Lines of the listing below that contain the string "gamma" are to be returned.
_____
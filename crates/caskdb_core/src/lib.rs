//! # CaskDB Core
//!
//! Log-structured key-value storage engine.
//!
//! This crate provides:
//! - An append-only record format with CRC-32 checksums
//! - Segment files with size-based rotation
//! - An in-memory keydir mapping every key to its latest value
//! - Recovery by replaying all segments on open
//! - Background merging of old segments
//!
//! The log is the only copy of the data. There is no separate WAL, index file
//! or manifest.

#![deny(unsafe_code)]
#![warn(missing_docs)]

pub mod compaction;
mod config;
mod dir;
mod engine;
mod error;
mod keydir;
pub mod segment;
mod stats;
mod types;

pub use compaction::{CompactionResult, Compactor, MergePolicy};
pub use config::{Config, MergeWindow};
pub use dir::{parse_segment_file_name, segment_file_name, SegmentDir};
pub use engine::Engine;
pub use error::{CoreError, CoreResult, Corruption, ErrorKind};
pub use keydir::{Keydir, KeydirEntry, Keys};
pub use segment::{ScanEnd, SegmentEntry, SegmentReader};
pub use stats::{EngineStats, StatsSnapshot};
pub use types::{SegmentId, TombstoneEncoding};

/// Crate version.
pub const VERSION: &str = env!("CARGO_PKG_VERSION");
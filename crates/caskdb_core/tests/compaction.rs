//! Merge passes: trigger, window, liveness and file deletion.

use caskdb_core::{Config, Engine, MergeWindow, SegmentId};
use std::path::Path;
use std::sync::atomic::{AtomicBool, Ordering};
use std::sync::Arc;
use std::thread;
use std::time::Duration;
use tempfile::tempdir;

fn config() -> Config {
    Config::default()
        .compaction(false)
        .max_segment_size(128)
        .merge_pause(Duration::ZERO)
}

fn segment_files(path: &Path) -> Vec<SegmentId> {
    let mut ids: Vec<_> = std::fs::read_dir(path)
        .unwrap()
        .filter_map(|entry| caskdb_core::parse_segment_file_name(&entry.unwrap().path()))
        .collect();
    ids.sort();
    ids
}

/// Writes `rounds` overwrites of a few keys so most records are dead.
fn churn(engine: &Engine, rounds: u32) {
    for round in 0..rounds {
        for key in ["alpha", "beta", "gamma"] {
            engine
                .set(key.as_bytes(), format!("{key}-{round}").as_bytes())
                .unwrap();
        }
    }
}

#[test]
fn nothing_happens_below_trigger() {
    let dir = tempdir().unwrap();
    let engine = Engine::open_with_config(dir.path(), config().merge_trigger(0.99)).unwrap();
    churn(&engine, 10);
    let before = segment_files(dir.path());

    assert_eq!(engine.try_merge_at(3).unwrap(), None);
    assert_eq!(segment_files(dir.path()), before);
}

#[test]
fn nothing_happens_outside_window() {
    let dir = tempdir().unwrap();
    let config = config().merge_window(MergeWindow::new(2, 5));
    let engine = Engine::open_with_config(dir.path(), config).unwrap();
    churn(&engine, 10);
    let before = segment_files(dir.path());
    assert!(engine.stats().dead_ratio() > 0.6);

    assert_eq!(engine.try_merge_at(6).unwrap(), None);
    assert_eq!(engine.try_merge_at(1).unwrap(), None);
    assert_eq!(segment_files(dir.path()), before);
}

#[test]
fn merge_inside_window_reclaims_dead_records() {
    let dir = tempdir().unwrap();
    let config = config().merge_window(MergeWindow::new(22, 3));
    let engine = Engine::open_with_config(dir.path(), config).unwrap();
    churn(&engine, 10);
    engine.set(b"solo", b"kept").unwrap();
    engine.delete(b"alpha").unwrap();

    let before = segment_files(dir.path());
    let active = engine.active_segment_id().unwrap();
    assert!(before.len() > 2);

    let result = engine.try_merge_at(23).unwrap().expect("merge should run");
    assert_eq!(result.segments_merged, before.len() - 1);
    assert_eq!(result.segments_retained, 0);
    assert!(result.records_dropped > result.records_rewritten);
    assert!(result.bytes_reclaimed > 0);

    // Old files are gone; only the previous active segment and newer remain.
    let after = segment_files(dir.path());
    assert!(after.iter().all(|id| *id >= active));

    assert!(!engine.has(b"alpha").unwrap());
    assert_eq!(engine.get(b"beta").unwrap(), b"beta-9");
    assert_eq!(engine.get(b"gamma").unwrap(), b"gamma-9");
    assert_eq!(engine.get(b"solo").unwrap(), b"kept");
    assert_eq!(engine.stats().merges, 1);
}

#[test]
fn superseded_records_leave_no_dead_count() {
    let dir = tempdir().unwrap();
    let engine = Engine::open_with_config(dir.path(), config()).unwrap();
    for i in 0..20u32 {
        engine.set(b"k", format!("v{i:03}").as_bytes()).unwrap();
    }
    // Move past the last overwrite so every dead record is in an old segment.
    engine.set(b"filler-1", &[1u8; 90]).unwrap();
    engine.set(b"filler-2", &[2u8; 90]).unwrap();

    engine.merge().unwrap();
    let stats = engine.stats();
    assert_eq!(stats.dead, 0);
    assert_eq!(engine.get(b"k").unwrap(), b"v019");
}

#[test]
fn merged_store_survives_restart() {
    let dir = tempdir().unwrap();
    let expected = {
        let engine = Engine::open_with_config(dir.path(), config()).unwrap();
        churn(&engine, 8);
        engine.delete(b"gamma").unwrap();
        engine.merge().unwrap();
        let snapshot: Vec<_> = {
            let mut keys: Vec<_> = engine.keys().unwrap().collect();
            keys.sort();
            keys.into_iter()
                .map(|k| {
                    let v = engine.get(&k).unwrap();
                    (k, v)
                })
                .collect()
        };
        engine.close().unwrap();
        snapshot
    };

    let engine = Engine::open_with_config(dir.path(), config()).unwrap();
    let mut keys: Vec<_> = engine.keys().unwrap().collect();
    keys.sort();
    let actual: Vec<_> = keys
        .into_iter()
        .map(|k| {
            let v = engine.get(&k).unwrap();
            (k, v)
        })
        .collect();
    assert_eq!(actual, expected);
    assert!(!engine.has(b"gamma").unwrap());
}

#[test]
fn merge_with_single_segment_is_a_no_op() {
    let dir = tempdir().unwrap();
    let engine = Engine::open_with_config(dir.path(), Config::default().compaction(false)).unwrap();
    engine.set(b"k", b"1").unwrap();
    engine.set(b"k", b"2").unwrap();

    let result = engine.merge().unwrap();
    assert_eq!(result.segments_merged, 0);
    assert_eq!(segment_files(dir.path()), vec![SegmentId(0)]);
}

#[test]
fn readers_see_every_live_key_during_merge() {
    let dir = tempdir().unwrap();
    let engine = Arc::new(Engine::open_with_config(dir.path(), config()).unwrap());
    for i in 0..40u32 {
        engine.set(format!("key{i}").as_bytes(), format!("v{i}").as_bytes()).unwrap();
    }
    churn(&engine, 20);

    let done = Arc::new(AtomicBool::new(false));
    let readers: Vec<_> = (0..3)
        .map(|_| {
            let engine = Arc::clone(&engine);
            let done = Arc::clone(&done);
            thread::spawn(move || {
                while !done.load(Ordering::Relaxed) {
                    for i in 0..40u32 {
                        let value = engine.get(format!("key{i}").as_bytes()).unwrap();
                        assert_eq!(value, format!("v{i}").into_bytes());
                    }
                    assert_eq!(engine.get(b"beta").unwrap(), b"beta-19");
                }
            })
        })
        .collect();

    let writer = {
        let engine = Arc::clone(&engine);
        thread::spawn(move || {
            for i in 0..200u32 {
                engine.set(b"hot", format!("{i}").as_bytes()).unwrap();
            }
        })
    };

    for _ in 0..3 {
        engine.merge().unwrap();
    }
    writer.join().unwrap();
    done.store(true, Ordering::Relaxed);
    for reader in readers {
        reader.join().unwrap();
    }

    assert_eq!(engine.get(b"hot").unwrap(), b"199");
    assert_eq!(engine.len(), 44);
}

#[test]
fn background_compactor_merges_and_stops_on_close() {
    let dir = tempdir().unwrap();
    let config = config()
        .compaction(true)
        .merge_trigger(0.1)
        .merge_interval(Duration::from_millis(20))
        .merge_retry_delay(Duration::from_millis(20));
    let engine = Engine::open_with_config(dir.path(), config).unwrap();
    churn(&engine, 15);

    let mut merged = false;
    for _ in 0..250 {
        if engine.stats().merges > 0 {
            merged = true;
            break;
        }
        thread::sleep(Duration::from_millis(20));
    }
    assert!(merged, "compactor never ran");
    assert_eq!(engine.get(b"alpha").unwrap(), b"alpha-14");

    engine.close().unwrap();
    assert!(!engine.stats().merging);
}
_____
◆ WRITTEN REPLY ◆
        for key in ["alpha", "beta", "gamma"] {
    assert_eq!(engine.get(b"gamma").unwrap(), b"gamma-9");
        engine.delete(b"gamma").unwrap();
    assert!(!engine.has(b"gamma").unwrap());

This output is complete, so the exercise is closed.